In other PPA provisions, subtracting credit balances from plan assets would produce even
more questionable results. For example, the PPA would prohibit plans that were at least 60
percent funded but less than 80 percent funded from making lump sum distributions. For
this purpose, sponsors would have to subtract credit balances from plan assets. So plan A,
whose funded status would be 75 percent after subtracting its credit balance, could not pay
out lump sum benefits, whereas plan B — which was no better funded than plan A — could.
If plan A had a $250,000 credit balance, its funded status would drop below 60 percent.
If a plan's funded status dropped below 60 percent, the PPA would impose even higher
funding requirements and freeze plan benefits. Thus, unless sponsor A elected to have its
credit balance permanently ignored, it would have to fund to higher levels and freeze plan
benefits, while sponsor B — with the same plan liabilities and plan assets — would be
required to do neither.
In addition to requiring sponsors to subtract credit balances from plan assets and restricting
the use of credit balances, the PPA would also separate credit balances into pre-PPA credit
balances (called the funding standard carryover balance) and post-PPA credit balances
(called the prefunding balance).

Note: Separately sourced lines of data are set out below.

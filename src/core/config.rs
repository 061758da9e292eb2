//! # Runtime configuration.
//!
//! Provides [`Config`], centralized settings for the two buses and the dispatcher.
//!
//! Config is used in two ways:
//! 1. **Runtime creation**: `Runtime::builder(config)`
//! 2. **Standalone parts**: `EventBus::new(name, cfg.ui)`, `Dispatcher::new(sink, cfg.dispatch)`
//!
//! ## Sentinel values
//! - `listener_timeout = 0s` → no per-listener timeout
//! - `slow_threshold = 0s` → slow fan-out warning disabled
//! - `sink_timeout = 0s` → no request timeout on the HTTP sink
//!
//! # Example
//! ```
//! use std::time::Duration;
//! use pulsebus::{Config, EvictionPolicy};
//!
//! let mut cfg = Config::default();
//! cfg.dispatch.queue_capacity = 250;
//! cfg.dispatch.eviction = EvictionPolicy::DropNewest;
//! cfg.ui.listener_timeout = Duration::from_secs(2);
//!
//! assert_eq!(cfg.ui.listener_timeout(), Some(Duration::from_secs(2)));
//! assert_eq!(cfg.app.history_capacity, 500);
//! ```

use std::time::Duration;

use crate::policies::{EvictionPolicy, RetryPolicy};

/// Settings for one [`EventBus`](crate::EventBus).
///
/// ## Field semantics
/// - `history_capacity`: audit ring buffer size (min 1; clamped)
/// - `slow_threshold`: fan-out duration above which a warning is logged (`0s` = off)
/// - `listener_timeout`: per-listener time limit (`0s` = wait indefinitely)
#[derive(Clone, Debug, PartialEq)]
pub struct BusConfig {
    /// Capacity of the history ring buffer.
    pub history_capacity: usize,
    /// Soft limit on fan-out duration; exceeding it only logs a warning.
    pub slow_threshold: Duration,
    /// Time limit for a single listener invocation.
    ///
    /// A listener that exceeds it is reported like a failed listener.
    pub listener_timeout: Duration,
}

impl BusConfig {
    /// Configuration of the UI/component bus (history 1000, 16ms slow threshold).
    pub fn ui() -> Self {
        Self {
            history_capacity: 1000,
            slow_threshold: Duration::from_millis(16),
            listener_timeout: Duration::ZERO,
        }
    }

    /// Configuration of the application/domain bus (history 500, 50ms slow threshold).
    pub fn app() -> Self {
        Self {
            history_capacity: 500,
            slow_threshold: Duration::from_millis(50),
            listener_timeout: Duration::ZERO,
        }
    }

    /// Returns the per-listener timeout as an `Option`.
    ///
    /// - `None` → no timeout
    /// - `Some(d)` → applied to each listener invocation
    #[inline]
    pub fn listener_timeout(&self) -> Option<Duration> {
        if self.listener_timeout == Duration::ZERO {
            None
        } else {
            Some(self.listener_timeout)
        }
    }

    /// Returns a history capacity clamped to a minimum of 1.
    #[inline]
    pub fn history_capacity_clamped(&self) -> usize {
        self.history_capacity.max(1)
    }
}

impl Default for BusConfig {
    /// Same as [`BusConfig::app`].
    fn default() -> Self {
        Self::app()
    }
}

/// Settings for the [`Dispatcher`](crate::Dispatcher).
///
/// ## Field semantics
/// - `retry`: default retry policy (can be overridden per call)
/// - `queue_capacity`: failure queue cap (min 1; clamped)
/// - `eviction`: what to drop when the failure queue is full
/// - `health_threshold`: queue depth at which the dispatcher reports unhealthy
/// - `sink_timeout`: request timeout for network sinks (`0s` = none)
#[derive(Clone, Debug, PartialEq)]
pub struct DispatchConfig {
    /// Default retry policy.
    pub retry: RetryPolicy,
    /// Maximum number of queued failed deliveries.
    pub queue_capacity: usize,
    /// Eviction policy for a full failure queue.
    pub eviction: EvictionPolicy,
    /// `healthy = queue_depth < health_threshold`.
    pub health_threshold: usize,
    /// Request timeout applied by network sinks.
    pub sink_timeout: Duration,
}

impl DispatchConfig {
    /// Returns a queue capacity clamped to a minimum of 1.
    #[inline]
    pub fn queue_capacity_clamped(&self) -> usize {
        self.queue_capacity.max(1)
    }

    /// Returns the sink request timeout as an `Option`.
    #[inline]
    pub fn sink_timeout(&self) -> Option<Duration> {
        if self.sink_timeout == Duration::ZERO {
            None
        } else {
            Some(self.sink_timeout)
        }
    }
}

impl Default for DispatchConfig {
    /// Default configuration:
    ///
    /// - `retry = RetryPolicy::default()` (3 retries, 1s → 10s)
    /// - `queue_capacity = 100`
    /// - `eviction = DropOldest`
    /// - `health_threshold = 10`
    /// - `sink_timeout = 5s`
    fn default() -> Self {
        Self {
            retry: RetryPolicy::default(),
            queue_capacity: 100,
            eviction: EvictionPolicy::default(),
            health_threshold: 10,
            sink_timeout: Duration::from_secs(5),
        }
    }
}

/// Global configuration for the runtime.
///
/// ## Notes
/// All fields are public for flexibility. Prefer the helper accessors to avoid
/// sprinkling sentinel checks (`0`) across the codebase.
#[derive(Clone, Debug, PartialEq)]
pub struct Config {
    /// UI/component-level bus.
    pub ui: BusConfig,
    /// Application/domain-level bus.
    pub app: BusConfig,
    /// Telemetry dispatcher.
    pub dispatch: DispatchConfig,
}

impl Default for Config {
    fn default() -> Self {
        Self {
            ui: BusConfig::ui(),
            app: BusConfig::app(),
            dispatch: DispatchConfig::default(),
        }
    }
}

In some circumstances, only prefunding balances would
be subtracted from plan assets. In addition, the PPA would require plans to apply the
funding standard carryover balance before the prefunding balance. It is difficult to see
the point of the distinctions, which appear confusing and unnecessarily complicated.
While the PPA preserves credit balances in name, the act would likely eliminate or at least
make them much less useful in practice. The PPA's treatment of credit balances is complicated
and many of the rules seem counterintuitive to improving plan funding. NESTEG would
give employers more flexibility but would still require plans to subtract credit balances in
determining the plans' funded status in many circumstances. Both proposals would penalize
plan sponsors with credit balances in other circumstances as well, including quarterly contribution
requirements, maximum deductible contributions, and possibly PBGC flat-rate
and variable-rate premiums. In their currently proposed forms, all three proposals might
simply encourage many sponsors to keep future contributions to the minimum.
1 A bookkeeping account that is maintained to determine whether a defined benefit pension plan is meeting
minimum funding standards set by law. Many of the entries to the account are derived actuarially.